***** Records shown

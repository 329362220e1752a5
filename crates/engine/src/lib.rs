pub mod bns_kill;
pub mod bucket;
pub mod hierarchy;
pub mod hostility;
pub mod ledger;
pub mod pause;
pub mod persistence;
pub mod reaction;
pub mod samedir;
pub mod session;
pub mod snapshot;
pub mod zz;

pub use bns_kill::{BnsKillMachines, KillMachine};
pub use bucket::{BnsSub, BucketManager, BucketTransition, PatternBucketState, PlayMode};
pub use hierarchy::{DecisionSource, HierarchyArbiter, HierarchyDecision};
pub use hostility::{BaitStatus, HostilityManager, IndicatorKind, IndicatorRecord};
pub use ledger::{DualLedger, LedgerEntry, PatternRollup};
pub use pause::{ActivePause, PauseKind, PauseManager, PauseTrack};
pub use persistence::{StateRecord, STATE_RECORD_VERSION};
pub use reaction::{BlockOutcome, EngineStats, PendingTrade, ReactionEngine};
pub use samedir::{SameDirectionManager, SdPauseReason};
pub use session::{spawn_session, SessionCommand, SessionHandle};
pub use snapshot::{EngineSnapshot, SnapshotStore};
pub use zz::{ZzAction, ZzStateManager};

**********
***** Records shown

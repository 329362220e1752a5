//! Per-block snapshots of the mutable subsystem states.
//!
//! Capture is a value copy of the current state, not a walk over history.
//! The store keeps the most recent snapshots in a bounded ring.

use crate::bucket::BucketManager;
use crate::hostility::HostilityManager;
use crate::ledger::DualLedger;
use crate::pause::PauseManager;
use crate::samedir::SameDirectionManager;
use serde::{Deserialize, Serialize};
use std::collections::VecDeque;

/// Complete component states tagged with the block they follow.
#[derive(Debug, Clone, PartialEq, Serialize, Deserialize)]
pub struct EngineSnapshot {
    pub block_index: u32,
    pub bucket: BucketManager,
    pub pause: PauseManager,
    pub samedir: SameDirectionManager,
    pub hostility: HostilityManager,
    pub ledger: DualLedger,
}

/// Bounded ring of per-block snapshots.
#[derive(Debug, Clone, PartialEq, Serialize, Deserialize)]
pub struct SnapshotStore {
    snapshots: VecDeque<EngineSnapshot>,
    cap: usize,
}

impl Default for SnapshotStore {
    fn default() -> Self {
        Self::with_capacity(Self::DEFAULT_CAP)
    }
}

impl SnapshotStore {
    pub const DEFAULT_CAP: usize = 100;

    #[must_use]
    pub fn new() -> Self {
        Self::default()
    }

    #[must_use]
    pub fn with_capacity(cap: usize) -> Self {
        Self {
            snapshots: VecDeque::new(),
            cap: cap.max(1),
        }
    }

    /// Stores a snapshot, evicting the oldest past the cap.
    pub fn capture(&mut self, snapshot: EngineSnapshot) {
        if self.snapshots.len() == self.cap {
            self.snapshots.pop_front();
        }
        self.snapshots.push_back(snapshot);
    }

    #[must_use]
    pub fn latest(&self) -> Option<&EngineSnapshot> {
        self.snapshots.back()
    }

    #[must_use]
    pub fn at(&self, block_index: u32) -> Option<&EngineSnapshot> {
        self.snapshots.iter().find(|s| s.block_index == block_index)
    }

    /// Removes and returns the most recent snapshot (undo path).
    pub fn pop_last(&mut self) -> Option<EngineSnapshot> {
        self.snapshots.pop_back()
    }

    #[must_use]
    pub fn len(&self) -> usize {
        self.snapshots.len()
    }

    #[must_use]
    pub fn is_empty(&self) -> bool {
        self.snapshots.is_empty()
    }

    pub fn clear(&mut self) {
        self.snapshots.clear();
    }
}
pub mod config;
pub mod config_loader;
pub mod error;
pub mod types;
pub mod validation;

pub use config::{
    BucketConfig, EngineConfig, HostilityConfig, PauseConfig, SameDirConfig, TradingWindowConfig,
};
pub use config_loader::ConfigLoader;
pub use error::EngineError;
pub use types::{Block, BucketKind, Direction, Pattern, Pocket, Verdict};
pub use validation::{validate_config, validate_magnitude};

**********
***** Records shown

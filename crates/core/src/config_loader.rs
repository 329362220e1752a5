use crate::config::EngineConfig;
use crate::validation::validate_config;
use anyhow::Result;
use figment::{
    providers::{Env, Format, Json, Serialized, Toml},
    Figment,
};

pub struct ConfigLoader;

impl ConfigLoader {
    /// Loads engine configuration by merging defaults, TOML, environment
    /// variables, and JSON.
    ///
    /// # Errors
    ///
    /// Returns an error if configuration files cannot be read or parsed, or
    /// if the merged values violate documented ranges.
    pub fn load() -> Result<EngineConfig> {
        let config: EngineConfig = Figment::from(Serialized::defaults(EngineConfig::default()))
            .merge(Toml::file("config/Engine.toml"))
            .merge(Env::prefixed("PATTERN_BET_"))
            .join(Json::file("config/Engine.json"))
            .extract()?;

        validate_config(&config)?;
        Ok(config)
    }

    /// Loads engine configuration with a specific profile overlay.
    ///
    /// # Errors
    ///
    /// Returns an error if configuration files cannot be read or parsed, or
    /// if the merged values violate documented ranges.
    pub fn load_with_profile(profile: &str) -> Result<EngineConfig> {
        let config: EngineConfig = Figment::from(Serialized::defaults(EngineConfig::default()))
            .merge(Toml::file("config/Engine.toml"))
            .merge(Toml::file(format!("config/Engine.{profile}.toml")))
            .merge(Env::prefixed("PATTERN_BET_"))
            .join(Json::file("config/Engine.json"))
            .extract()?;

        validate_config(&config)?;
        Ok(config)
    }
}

**********

Problem to work on: The expected answer is each line of the records above that includes the string "hierarchy".

Reply to the task:
pub mod hierarchy;
pub use hierarchy::{DecisionSource, HierarchyArbiter, HierarchyDecision};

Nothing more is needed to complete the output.